Finnish School in Japan (; ), nicknamed JASUKO, was a Finnish international school in Ōtsu, Shiga Prefecture, Japan. It served grades 1-11, and later Kindergarten-6.

History
The Finnish Free Foreign Mission established the school, which was originally intended for the sons and daughters of Finnish missionaries. Jasuko opened the fall of 1964 in a church in Chausuyama. Other missionary organizations, including the Finnish Lutheran Mission (FLM), the Finnish Lutheran Overseas Mission (FLOM), and the Lutheran Evangelical Association of Finland (LEAF), joined the efforts to run the school. Parents and volunteers built a structure that the school used until 1987. The peak enrollment was 43 students, most of whom were boarding students, in the spring of 1987. That year a new classroom building and dormitory opened.

The school population declined as the number of missionaries decreased in the 1990s. The school closed when the missionary cooperation ceased in 2003. In 2006 the school reopened as a trilingual Japanese-Finnish-English school but it closed again in 2008.

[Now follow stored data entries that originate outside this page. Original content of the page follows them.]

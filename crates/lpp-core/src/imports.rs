// Copyright 2026 James Casey
// SPDX-License-Identifier: Apache-2.0

//! Import resolution and token-stream merging.
//!
//! An `import name;` statement pulls in `<directory>/<name>.lpp`.
//! Discovery walks the token stream, tokenizes each target (running the
//! identifier and chemical passes on it), and recurses depth-first with
//! a visited set so a file is expanded at most once. Merging then
//! splices each dependency's tokens ahead of the importer's own body —
//! the tokens following the last import's semicolon — so transitively
//! imported code comes first and the import statements themselves are
//! dropped.
//!
//! Only direct self-import is rejected as a circular dependency; a
//! longer cycle terminates through the visited set and inlines a single
//! copy of each file.

// Spurious warnings from miette derive macro expansion
#![allow(unused_assignments)]

use std::collections::HashSet;

use camino::{Utf8Path, Utf8PathBuf};
use ecow::EcoString;
use miette::Diagnostic;
use thiserror::Error;

use crate::source_analysis::{
    find_chemicals, find_identifiers, Diagnostics, Scanner, Span, Symbol, Token, TokenKind,
    TokenStream,
};

/// File extension for L++ sources.
pub const SOURCE_EXTENSION: &str = "lpp";

/// A fatal import-linking error.
#[derive(Debug, Clone, PartialEq, Eq, Error, Diagnostic)]
#[diagnostic()]
pub enum LinkError {
    #[error("Tried to import yourself, creating circular dependency")]
    SelfImport {
        name: EcoString,
        #[label("self-import")]
        span: Span,
    },

    #[error("Semicolon not found after 'import {name}'")]
    MissingSemicolon {
        name: EcoString,
        #[label("expected ';' after this import")]
        span: Span,
    },

    #[error("Cannot read imported file '{path}': {message}")]
    Io { path: Utf8PathBuf, message: String },
}

/// Loads source text for import targets.
///
/// The filesystem implementation is [`FsLoader`]; tests use
/// [`MemoryLoader`].
pub trait SourceLoader {
    /// Reads the file at `path`.
    fn load(&self, path: &Utf8Path) -> Result<String, LinkError>;
}

/// Loads imports from the filesystem.
#[derive(Debug, Clone, Copy, Default)]
pub struct FsLoader;

impl SourceLoader for FsLoader {
    fn load(&self, path: &Utf8Path) -> Result<String, LinkError> {
        std::fs::read_to_string(path).map_err(|e| LinkError::Io {
            path: path.to_owned(),
            message: e.to_string(),
        })
    }
}

/// Loads imports from an in-memory file map.
#[derive(Debug, Clone, Default)]
pub struct MemoryLoader {
    files: std::collections::HashMap<Utf8PathBuf, String>,
}

impl MemoryLoader {
    /// Creates an empty loader.
    #[must_use]
    pub fn new() -> Self {
        Self::default()
    }

    /// Adds a file.
    pub fn insert(&mut self, path: impl Into<Utf8PathBuf>, source: impl Into<String>) {
        self.files.insert(path.into(), source.into());
    }
}

impl SourceLoader for MemoryLoader {
    fn load(&self, path: &Utf8Path) -> Result<String, LinkError> {
        self.files
            .get(path)
            .cloned()
            .ok_or_else(|| LinkError::Io {
                path: path.to_owned(),
                message: "file not found".into(),
            })
    }
}

/// One source file's token stream plus its import dependencies.
#[derive(Debug, Clone)]
pub struct FileNode {
    path: Utf8PathBuf,
    stream: TokenStream,
    /// Index of the first token after the last import's semicolon.
    body_start: usize,
    dependencies: Vec<FileNode>,
}

impl FileNode {
    /// Wraps an already-tokenized file.
    #[must_use]
    pub fn new(path: Utf8PathBuf, stream: TokenStream) -> Self {
        Self {
            path,
            stream,
            body_start: 1, // after the Start sentinel
            dependencies: Vec::new(),
        }
    }

    /// The file's path.
    #[must_use]
    pub fn path(&self) -> &Utf8Path {
        &self.path
    }

    /// Direct dependencies, in discovery order.
    #[must_use]
    pub fn dependencies(&self) -> &[FileNode] {
        &self.dependencies
    }

    /// Appends this file's merged tokens (dependencies first, then own
    /// body, sentinels stripped) to `out`.
    fn append_merged(&self, out: &mut Vec<Token>) {
        for dependency in &self.dependencies {
            dependency.append_merged(out);
        }
        let end = self.stream.len().saturating_sub(1); // drop the End sentinel
        for token in &self.stream.tokens()[self.body_start..end] {
            out.push(token.clone());
        }
    }
}

/// Resolves all imports reachable from `root` and returns the merged
/// stream. Lexical diagnostics from dependency files are appended to
/// `diagnostics`.
pub fn link_imports(
    path: Utf8PathBuf,
    stream: TokenStream,
    loader: &dyn SourceLoader,
    diagnostics: &mut Diagnostics,
) -> Result<TokenStream, LinkError> {
    let mut root = FileNode::new(path, stream);
    let mut visited = HashSet::new();
    discover(&mut root, loader, &mut visited, diagnostics)?;

    let start = root.stream.tokens()[0].clone();
    let end = root.stream.tokens()[root.stream.len() - 1].clone();
    let mut tokens = vec![start];
    root.append_merged(&mut tokens);
    tokens.push(end);
    tracing::debug!(
        file = %root.path,
        dependencies = root.dependencies.len(),
        tokens = tokens.len(),
        "imports linked"
    );
    Ok(TokenStream::from_tokens(tokens))
}

/// Walks `node`'s stream for import statements, tokenizing and
/// recursively discovering each target, depth-first.
fn discover(
    node: &mut FileNode,
    loader: &dyn SourceLoader,
    visited: &mut HashSet<Utf8PathBuf>,
    diagnostics: &mut Diagnostics,
) -> Result<(), LinkError> {
    visited.insert(node.path.clone());
    let directory = node
        .path
        .parent()
        .map_or_else(Utf8PathBuf::new, Utf8Path::to_owned);

    let mut index = 0;
    while index < node.stream.len() {
        let token = &node.stream.tokens()[index];
        if token.kind != TokenKind::ImportName {
            index += 1;
            continue;
        }
        let name = token.text.clone();
        let span = token.span;
        let target = directory.join(format!("{name}.{SOURCE_EXTENSION}"));

        if target == node.path {
            return Err(LinkError::SelfImport { name, span });
        }
        let semicolon = node.stream.get(index + 1);
        if !semicolon.is_some_and(|t| t.kind.is_symbol(Symbol::Semicolon)) {
            return Err(LinkError::MissingSemicolon { name, span });
        }
        node.body_start = index + 2;

        if visited.contains(&target) {
            index += 1;
            continue;
        }
        tracing::debug!(importer = %node.path, target = %target, "resolving import");
        let source = loader.load(&target)?;
        let (mut stream, mut dependency_diagnostics) = Scanner::new(&source).scan();
        diagnostics.append(&mut dependency_diagnostics);
        let identifiers = find_identifiers(&stream);
        find_chemicals(&mut stream, &identifiers);

        let mut dependency = FileNode::new(target, stream);
        discover(&mut dependency, loader, visited, diagnostics)?;
        node.dependencies.push(dependency);
        index += 1;
    }
    Ok(())
}

#[cfg(test)]
mod tests {
    use super::*;
    use crate::source_analysis::scan;

    fn link(main: &str, files: &[(&str, &str)]) -> Result<TokenStream, LinkError> {
        let mut loader = MemoryLoader::new();
        for (path, source) in files {
            loader.insert(*path, *source);
        }
        let (stream, _) = scan(main);
        let mut diagnostics = Diagnostics::new();
        link_imports("main.lpp".into(), stream, &loader, &mut diagnostics)
    }

    fn texts(stream: &TokenStream) -> Vec<&str> {
        stream
            .tokens()
            .iter()
            .filter(|t| !matches!(t.kind, TokenKind::Start | TokenKind::End))
            .map(|t| t.text.as_str())
            .collect()
    }

    #[test]
    fn dependency_code_precedes_importer_body() {
        let merged = link(
            "import defs; water = 5;",
            &[("defs.lpp", "int base = 1;")],
        )
        .unwrap();
        assert_eq!(
            texts(&merged),
            vec!["int", "base", "=", "1", ";", "water", "=", "5", ";"]
        );
    }

    #[test]
    fn transitive_imports_are_inlined_depth_first() {
        let merged = link(
            "import a; x = 1;",
            &[("a.lpp", "import b; y = 2;"), ("b.lpp", "z = 3;")],
        )
        .unwrap();
        assert_eq!(
            texts(&merged),
            vec!["z", "=", "3", ";", "y", "=", "2", ";", "x", "=", "1", ";"]
        );
    }

    #[test]
    fn diamond_imports_expand_once() {
        let merged = link(
            "import a; import b; x = 1;",
            &[
                ("a.lpp", "import shared; y = 2;"),
                ("b.lpp", "import shared; z = 3;"),
                ("shared.lpp", "s = 0;"),
            ],
        )
        .unwrap();
        let all = texts(&merged);
        assert_eq!(all.iter().filter(|t| **t == "s").count(), 1);
        assert_eq!(
            all,
            vec!["s", "=", "0", ";", "y", "=", "2", ";", "z", "=", "3", ";", "x", "=", "1", ";"]
        );
    }

    #[test]
    fn self_import_is_fatal_before_splicing() {
        let err = link("import main; x = 1;", &[]).unwrap_err();
        assert!(matches!(err, LinkError::SelfImport { .. }));
    }

    #[test]
    fn missing_semicolon_is_fatal() {
        let err = link("import defs x = 1;", &[("defs.lpp", "y = 2;")]).unwrap_err();
        assert!(matches!(err, LinkError::MissingSemicolon { .. }));
    }

    #[test]
    fn missing_file_is_fatal() {
        let err = link("import nowhere; x = 1;", &[]).unwrap_err();
        assert!(matches!(err, LinkError::Io { .. }));
    }

    #[test]
    fn no_imports_passes_stream_through() {
        let merged = link("water = 5;", &[]).unwrap();
        assert_eq!(texts(&merged), vec!["water", "=", "5", ";"]);
    }
}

Joona Kallio, a former student, designed a logo for the school's 50 year anniversary. The "5" appears like the Japanese hiragana "ち" and the colors used are those of the flag of Finland.

References

Further reading

  Tahara, Masako (田原 昌子). "Music Education in Finland I : Case Study of Practical Applications at the Finnish School in Japan and Music Classes in Finnish Primary Schools" (Archive; フィンランドの音楽教育I : 日本フィンランド学校での指導とフィンランドの小学校音楽科授業視察を事例として). Journal of Poole Gakuin University (プール学院大学研究紀要) 49, 299–310, 2009–12. Poole Gakuin University. See profile at CiNii.
  "フィンランド人コミュニティー" (Archive). Embassy of Finland in Tokyo - The Japanese page discusses the Finnish school; this information is not in the English version of the page.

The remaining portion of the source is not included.